Graduate student wins Perkin Award
September 16, 2013
Bruce Roth, ISU alumnus and inventor of the drug Lipitor, has won the professional Perkin Medal, one of the most prestigious awards in chemistry.
The Perkin Medal is awarded to only a handful of industrial chemists by the Chemical Heritage Foundation and the Society of Chemical Industry.
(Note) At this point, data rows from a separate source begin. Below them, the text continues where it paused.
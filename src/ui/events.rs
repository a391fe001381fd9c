//! Application event handling.
//!
//! Processes results sent back by background tasks.

use crate::app::{App, AppEvent, LoadState};
use crate::content::ContentBatch;

pub(super) fn handle_app_event(app: &mut App, event: AppEvent) {
    match event {
        AppEvent::ContentLoaded { generation, result } => {
            handle_content_loaded(app, generation, result);
        }
        AppEvent::TaskPanicked { task, error } => {
            tracing::error!(task, error = %error, "Background task panicked");
            app.load_state = LoadState::Failed(format!("internal error in {} task", task));
            app.set_status(format!("Internal error in {} task", task));
        }
    }
}

/// Apply a finished load unless a newer one has started since.
pub(super) fn handle_content_loaded(
    app: &mut App,
    generation: u64,
    result: anyhow::Result<ContentBatch>,
) {
    if generation != app.load_generation {
        tracing::debug!(
            expected = app.load_generation,
            got = generation,
            "Ignoring stale content load (generation mismatch)"
        );
        return;
    }
    app.load_handle = None;

    match result {
        Ok(batch) => {
            let output = batch.build();
            let warnings = output.warnings.len();
            let items = output.view_model.item_count();
            app.apply_build(output);
            if app.status_message.is_none() {
                app.set_status(if warnings == 0 {
                    format!("Loaded {} items", items)
                } else {
                    format!("Loaded {} items with {} warning(s), press [w]", items, warnings)
                });
            }
        }
        Err(e) => {
            tracing::warn!(error = %format!("{:#}", e), "Content load failed");
            app.load_state = LoadState::Failed(format!("{:#}", e));
        }
    }
}

#[cfg(test)]
mod tests {
    use super::*;
    use crate::content::{ContentLoader, Granularity};
    use crate::theme::ThemeVariant;
    use std::path::PathBuf;

    fn test_app() -> App {
        App::new(
            ContentLoader::Snapshot(PathBuf::from("/nonexistent")),
            Granularity::Items,
            ThemeVariant::Dark,
        )
    }

    #[tokio::test]
    async fn test_stale_generation_ignored() {
        let mut app = test_app();
        let stale = app.begin_load();
        app.begin_load();
        handle_content_loaded(&mut app, stale, Err(anyhow::anyhow!("late failure")));
        assert_eq!(app.load_state, LoadState::Loading);
    }

    #[tokio::test]
    async fn test_failure_recorded() {
        let mut app = test_app();
        let generation = app.begin_load();
        handle_content_loaded(&mut app, generation, Err(anyhow::anyhow!("offline")));
        assert_eq!(app.load_state, LoadState::Failed("offline".to_string()));
    }

    #[tokio::test]
    async fn test_success_applies_build() {
        let mut app = test_app();
        let generation = app.begin_load();
        handle_content_loaded(&mut app, generation, Ok(ContentBatch::Items(Vec::new())));
        assert_eq!(app.load_state, LoadState::Idle);
        assert!(app.home.is_empty());
        assert!(app.status_message.is_some());
    }

    #[test]
    fn test_panic_event_fails_load() {
        let mut app = test_app();
        handle_app_event(
            &mut app,
            AppEvent::TaskPanicked {
                task: "content load",
                error: "boom".to_string(),
            },
        );
        assert!(matches!(app.load_state, LoadState::Failed(_)));
    }
}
Roth is the first ISU graduate to win the Perkin Award.
When Roth was asked to choose a student to receive the Perkin Student Award, he asked the foundation that the student come from Iowa State.
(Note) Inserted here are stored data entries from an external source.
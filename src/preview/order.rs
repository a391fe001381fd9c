//! Position ordering shared by sections, sub-sections and collections.

/// Position reserved for the featured entry of the top-level screen.
pub const FEATURED_POSITION: i64 = 0;

/// Anything that carries an optional editor-assigned position.
pub trait Positioned {
    fn position(&self) -> Option<i64>;
}

/// Sort key: missing positions are treated as the maximum.
pub fn position_key(position: Option<i64>) -> i64 {
    position.unwrap_or(i64::MAX)
}

/// Stable ascending sort by position, missing positions last.
pub fn sort_by_position<T: Positioned>(nodes: &mut [T]) {
    nodes.sort_by_key(|n| position_key(n.position()));
}

#[cfg(test)]
mod tests {
    use super::*;
    use pretty_assertions::assert_eq;

    #[derive(Debug, PartialEq)]
    struct Node(&'static str, Option<i64>);

    impl Positioned for Node {
        fn position(&self) -> Option<i64> {
            self.1
        }
    }

    #[test]
    fn test_missing_position_sorts_last() {
        let mut nodes = vec![
            Node("c", Some(3)),
            Node("a", Some(1)),
            Node("none", None),
            Node("featured", Some(0)),
        ];
        sort_by_position(&mut nodes);
        let positions: Vec<_> = nodes.iter().map(|n| n.1).collect();
        assert_eq!(positions, vec![Some(0), Some(1), Some(3), None]);
    }

    #[test]
    fn test_sort_is_stable_for_ties() {
        let mut nodes = vec![
            Node("first", None),
            Node("x", Some(2)),
            Node("second", None),
            Node("y", Some(2)),
        ];
        sort_by_position(&mut nodes);
        let names: Vec<_> = nodes.iter().map(|n| n.0).collect();
        assert_eq!(names, vec!["x", "y", "first", "second"]);
    }

    #[test]
    fn test_negative_positions_before_featured() {
        let mut nodes = vec![Node("zero", Some(0)), Node("neg", Some(-1))];
        sort_by_position(&mut nodes);
        assert_eq!(nodes[0].0, "neg");
    }
}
Tezcan Guney, graduate in chemistry, then was awarded the Perkin Student Award.
Guney came to Iowa State from Istanbul to complete his graduate degree.
“I am extremely honored to have been selected as the recipient of this student award since it is associated with a prestigious medal for independent researchers who have really made innovative contributions to advance science,” Guney said in an email.
Guney was selected for the Perkin by the faculty of the chemistry department based on his accomplishments while working on the total synthesis of natural products.
But it’s not just his work that qualifies Guney for this honor, said George Kraus, university professor of chemistry and Guney’s adviser.
“He’s done everything people could have asked for,” Kraus said in an email.
Kraus said Guney is a very productive and energetic student, who has had two papers published in scientific journals and is working on a third.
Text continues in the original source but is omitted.